Let’s just look at a single little difference between the two countries. Who annexed a large territory from a neighbor by threatening to use nuclear weapons?

Annoying and distasteful is one thing – and Erdogan is obviously is all that and more, but seriously and calmly deploying nuclear weapons, as Putin recognized he did in order to annex the Crimea, is in a different order of magnitude.
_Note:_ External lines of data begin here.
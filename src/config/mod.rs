//! Configuration management subsystem.
//!
//! # Data Flow
//! ```text
//! config file (TOML)
//!     → loader.rs (parse & deserialize)
//!     → validation.rs (semantic checks)
//!     → OrchestratorConfig (validated, immutable)
//!     → consumed once at startup to build the orchestrator
//! ```
//!
//! # Design Decisions
//! - Config is immutable once loaded
//! - All fields have defaults to allow minimal configs
//! - Validation separates syntactic (serde) from semantic checks

pub mod loader;
pub mod schema;
pub mod validation;

pub use loader::{load_config, parse_config, ConfigError};
pub use schema::{
    CircuitBreakerConfig, LogFormat, ObservabilityConfig, OrchestratorConfig, PipelineConfig,
    PlatformPolicy, ProviderConfig, RetryConfig, TimeoutConfig,
};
And by the way, everybody who was there when the threat was made took it very seriously, as we saw from later events, so let’s not start pretending that we know better and qualifying the threat as not serious.

I have no interest in “defending” Erdogan but I’m tired of false analogies, carelessness, and people’s persistent need to deny that the world is complex and varied and that things don’t need to be “just like” anything else.

18 thoughts on “Are Putin and Erdogan the Same?

  1. The similarities are obvious (authoritarian dictator shits who dream of reestablished lost and corrupt empires) but the differences are also telling.

    Turkey under Erdogan has undergone tremendous advancement and its economy is diversified and growing.
    Russia under Putin is still based entirely on resource extraction.

    The economic elite of Turkey may or may not have problems with Erdogan but they support the idea of making Turkey a stronger country and invest in Turkey.
    The economic elite of Russia hide their money in London and most of them would cut their own grandmother’s throat if they thought they could make a profit from it.

    Putin has no legitimate son and is unlikely to start a dynasty.
    Erdogan has two sons and that spells trouble (which one is favored to secede him? How will the other react?)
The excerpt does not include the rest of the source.